■ **EXERCISE BRIEF**
Everything from the line containing "pub mod generation;" through the last line of the material below is to be copied exactly, ends included.

──────────────────────────────

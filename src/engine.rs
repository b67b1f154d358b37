//! Per-session conversation engine.
//!
//! A [`ConversationEngine`] owns one logical transcript and drives the
//! retrieve → prompt → generate loop for one session: embed the question,
//! pull the top-k chunks from the session's [`VectorIndex`], hand context +
//! prior turns + question to the generation gateway, then append the matched
//! user/assistant turn pair.
//!
//! The append is all-or-nothing: a gateway failure leaves the transcript
//! exactly as it was. One engine instance serves one caller at a time; the
//! lifecycle manager serializes access per session.

use std::sync::Arc;

use crate::embedding::EmbeddingClient;
use crate::error::{ChatdocsError, Result};
use crate::generation::GenerationClient;
use crate::index::VectorIndex;
use crate::models::{transcript_is_well_formed, Turn};

/// Result of a successful `ask`: the answer and the full updated transcript.
#[derive(Debug, Clone)]
pub struct ChatOutcome {
    pub answer: String,
    pub transcript: Vec<Turn>,
}

/// Stateful retrieval + conversation loop for one session.
pub struct ConversationEngine {
    index: VectorIndex,
    transcript: Vec<Turn>,
    top_k: usize,
    embedder: Arc<dyn EmbeddingClient>,
    generator: Arc<dyn GenerationClient>,
}

impl std::fmt::Debug for ConversationEngine {
    fn fmt(&self, f: &mut std::fmt::Formatter<'_>) -> std::fmt::Result {
        f.debug_struct("ConversationEngine")
            .field("transcript", &self.transcript)
            .field("top_k", &self.top_k)
            .finish_non_exhaustive()
    }
}

impl ConversationEngine {
    /// Construct an engine seeded with a stored transcript.
    ///
    /// # Errors
    ///
    /// Returns [`ChatdocsError::CorruptTranscript`] if the stored transcript
    /// is not a sequence of alternating user/assistant pairs, which means
    /// the durable record was truncated or edited out-of-band.
    pub fn new(
        index: VectorIndex,
        transcript: Vec<Turn>,
        top_k: usize,
        embedder: Arc<dyn EmbeddingClient>,
        generator: Arc<dyn GenerationClient>,
    ) -> Result<Self> {
        if !transcript_is_well_formed(&transcript) {
            return Err(ChatdocsError::CorruptTranscript(format!(
                "{} turns, not alternating user/assistant pairs",
                transcript.len()
            )));
        }

        Ok(Self {
            index,
            transcript,
            top_k,
            embedder,
            generator,
        })
    }

    /// The engine's current transcript.
    pub fn transcript(&self) -> &[Turn] {
        &self.transcript
    }

    /// Answer `question` from the session's documents.
    ///
    /// On success the user question and the generated answer are appended to
    /// the transcript, in that order. On any gateway failure the transcript
    /// is untouched.
    pub async fn ask(&mut self, question: &str) -> Result<ChatOutcome> {
        let query_vec = self.embedder.embed_query(question).await?;
        let retrieved = self.index.search(&query_vec, self.top_k);
        let context = retrieved.join("\n");

        let answer = self
            .generator
            .generate(&context, &self.transcript, question)
            .await?;

        self.transcript.push(Turn::user(question));
        self.transcript.push(Turn::assistant(answer.clone()));

        Ok(ChatOutcome {
            answer,
            transcript: self.transcript.clone(),
        })
    }

    /// Drop the last user/assistant pair.
    ///
    /// Used by the lifecycle manager when the durable transcript write fails
    /// after a successful generation, so the in-memory transcript never gets
    /// ahead of the on-disk record.
    pub fn rollback_last_exchange(&mut self) {
        self.transcript.truncate(self.transcript.len().saturating_sub(2));
    }
}
//! # chatdocs
//!
//! A session-based retrieval-augmented chat service for your documents.
//!
//! chatdocs ingests a set of documents into an isolated, persistent
//! conversation ("session"): text is extracted, chunked, embedded, and built
//! into a per-session vector index on disk. Questions are answered by
//! retrieving the most relevant chunks and conditioning a generation gateway
//! on them plus the conversation so far. Sessions survive process restarts;
//! their in-memory engines are reconstructed lazily on first use.
//!
//! ## Architecture
//!
//! ```text
//! ┌──────────┐   ┌───────────────┐   ┌────────────────┐
//! │  Files    │──▶│   Pipeline     │──▶│  Session dirs   │
//! │ PDF/DOCX │   │ Extract+Chunk │   │ index.json     │
//! │ /text    │   │ +Embed        │   │ session.json   │
//! └──────────┘   └───────────────┘   └───────┬────────┘
//!                                            │ lazy hydration
//!                        ┌───────────────────┤
//!                        ▼                   ▼
//!                   ┌──────────┐       ┌──────────┐
//!                   │   CLI    │       │   HTTP   │
//!                   │  (cdx)   │       │  (JSON)  │
//!                   └──────────┘       └──────────┘
//! ```
//!
//! ## Quick Start
//!
//! ```bash
//! cdx create report.pdf notes.md     # ingest documents into a new session
//! cdx chat <session-id> "What does the report conclude?"
//! cdx sessions                       # list sessions, most recent first
//! cdx serve                          # start the JSON HTTP server
//! ```
//!
//! ## Modules
//!
//! | Module | Purpose |
//! |--------|---------|
//! | [`config`] | TOML configuration parsing |
//! | [`error`] | Closed error taxonomy |
//! | [`models`] | Core data types (turns, session records) |
//! | [`extract`] | PDF/DOCX/plain-text extraction |
//! | [`chunk`] | Overlapping word-window chunking |
//! | [`embedding`] | Embedding gateway clients |
//! | [`generation`] | Generation gateway clients |
//! | [`index`] | Per-session vector index |
//! | [`engine`] | Per-session conversation engine |
//! | [`store`] | Durable session registry |
//! | [`sessions`] | Session lifecycle manager |
//! | [`server`] | JSON HTTP API |

pub mod chunk;
pub mod config;
pub mod embedding;
pub mod engine;
pub mod error;
pub mod extract;
pub mod generation;
pub mod index;
pub mod models;
pub mod server;
pub mod sessions;
pub mod store;
pub mod test_utils;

──────────────────────────────

■ **YOUR RESPONSE**
pub mod generation;
pub mod index;
pub mod models;
pub mod server;
pub mod sessions;
pub mod store;
pub mod test_utils;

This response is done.